Tuesday 11 February 2014

What is in a poem?

Right from the moment I composed my first music, I have enjoyed working in this medium. Every note expresses emotion, and the difference in emotional charge between successive notes generates drama. This ability of music to express drama  perhaps culminated in my chamber opera Highland River. However much I enjoy composing music, I have felt increasingly frustrated with the expressive possibilities available in the medium of music. Though the title of a work and programme notes can illuminate what a piece of music is about, instrumental music itself has little opportunities to express ideas behind it. To acknowledge this, my community music work has always contained an element of words, be it as song lyrics or poetry. In answer to my frustration about the limited ability of music to express conceptual ideas I developed the idea of a winter residency at Scottish Sculpture Workshop to explore the expressive opportunities of poetry in its own right, and identify ways in which I can use poetry as a medium in community arts projects.

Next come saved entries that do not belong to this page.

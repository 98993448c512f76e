/// Error types for backends, providers and configuration
pub mod error;

/// Normalized record types
pub mod model;

/// Pure reshaping: series formatting, alert classification, text, windows
pub mod normalize;

/// Upstream telemetry backend traits and implementations
pub mod backend;

/// Inventory, metrics and logs providers
pub mod providers;

/// Offline fixtures and synthetic series
pub mod offline;

/// Region-wide instance overview with CPU alerts
pub mod overview;

/// Configuration management
pub mod config;

// Re-export commonly used types
pub use config::Config;
pub use error::{BackendError, ConfigError, ProviderError};
pub use normalize::TimeWindow;
pub use overview::{build_overview, Overview};
pub use providers::{InventoryProvider, LogsProvider, MetricsProvider, ProviderSettings};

Whereas music is based on sound, poetry is a medium based on words that are either heard or read. The series of poems I wrote for my residency at SSW were composed for performance. As written last month, when performed poetry shares many characteristics with music, not least because of rhythm, rhyme and repetition. Yet, poetry uses words to create images. What’s more, in their book Studying Poetry, Matterson and Jones argue that poetry can be thought of as a way of thinking in images and liken it to visual arts. In A New Bucket, for example, I used the image of a bucket to illuminate the dreams families might have cherished about life in town. Like music, poetry often unfolds through a series of images. In A New Bucket I have used the contrast between the pail the used in the cottage and the plastic bucket the mother would get in town to create drama and depth. 

A New Bucket
Mother would get a new bucket, she said,
Once father started his job in town
A new bucket mother would get
Filled with maternal feelings and foam

The new bucket would be unlike
The pail in the cottage
No more dents, harsh clanging
Troubled water killing soap
No more heavy pails
Engrained in mother’s hands

The new bucket would be plastic, mother said,
Plastic would dampen thuds
And the bubbles on the clean water
Would celebrate days out in the park

Mother would get a new bucket, she said
Like auntie Betty was given
When she moved her expanding family to town
To chase bubbles.

My residency at SSW has been an inspiring experience. Among the things I’ll take away are the joy I have experienced writing poetry, the ways in which imagery can be manipulated to express conceptual ideas, and the ideas I developed for future community arts projects involving poetry. Next up will be an exploration of poetry as a medium in arts-led inquiry.